What’s more, this collaboration is ongoing, as reported recently by the National Council of Resistance of Iran (NCRI), the same organization that revealed the existence of Iran’s Natanz uranium enrichment site and Arak heavy water facility in 2002.
On June 13, those who are deeply worried by the status quo will have a chance to make a case for a different path.  The conference, based in Paris and put on in support of the NCRI, builds on the success of a 100,000-person conference last year.
Maryam Rajavi, the president-elect of NCRI, will continue to make the case that she made while testifying before Congress in April.  And she is not alone.
Over 100,000 participants and dignitaries from over 60 countries will join Iranian resistance, led by  Maryam Rajavi, to address the rising tide of Islamic fundamentalism and the Iranian nuclear program.
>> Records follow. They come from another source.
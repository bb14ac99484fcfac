use crate::config::AppConfig;
use crate::error::AppError;
use crate::features::avatar::{ImageStore, NetworkId};
use std::fs;
use std::path::Path;

/// 执行启动检查
///
/// 1. 打开图片存储目录（不存在时由 `ImageStore::open` 创建）
/// 2. 写入探测文件，确认目录可写
pub async fn run_startup_checks(config: &AppConfig) -> Result<(), AppError> {
    tracing::info!("🔍 开始执行启动检查...");

    let store = ImageStore::open(config.storage_path())?;
    probe_writable(store.root())?;
    tracing::info!("✅ 图片存储目录可用: {:?}", store.root());

    tracing::info!(
        "🌐 已启用网络: {}",
        NetworkId::ALL
            .iter()
            .map(|n| format!("{n}={}", config.chain.endpoints.base_url(*n)))
            .collect::<Vec<_>>()
            .join(", ")
    );
    tracing::info!("✅ 启动检查完成");
    Ok(())
}

fn probe_writable(root: &Path) -> Result<(), AppError> {
    let probe = root.join(".write-probe");
    fs::write(&probe, b"ok")
        .and_then(|_| fs::remove_file(&probe))
        .map_err(|e| AppError::Internal(format!("图片存储目录不可写 {}: {e}", root.display())))
}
Among those participating: a bipartisan delegation from the U.S. Congress, General Hugh Shelton (former U.S. Joint Chiefs of Staff), Howard Dean (former chair of the Democratic National Committee), Alan Dershowitz (renowned jurist and human rights activist), Michelle Alliot Marie (former defense and foreign minister of France), Sid Ahmed Ghozali (former prime minister of Algeria), Gunter Verhugen (former vice president of the European Commission), and many others.
These voices from around the globe gathering in Paris and echoing the recent statement by over 220 European MPs, which called for unrestricted inspections of Iran’s nuclear program, must be heard.
The voices of these leaders and world-renowned experts will also be joined by thousands of Iranians whose brothers and sisters in Iran are brutally repressed.  Their voices not only tell of the threat Iran poses, but also testify to the popularly supported democratic alternative to the Iranian regime.  It may not happen tomorrow, or even the next day, but Iran’s actions at home and across the region exposes the leadership's hardline, irrational beliefs and the importance of the alternative these Iranians represent.
So instead of sitting passively while a few government figures decide our future and the fate of billions, tune in to the conference and hear what they have to say.  On June 13, leaders on the issue will address the prospects and conditions for a nuclear agreement and what an effective policy in combating Islamic fundamentalism and the Iranian regime should look like.  It’s a chance for nuanced discussion, meaningful debate, and positive change.
It’s a chance to act before it’s too late.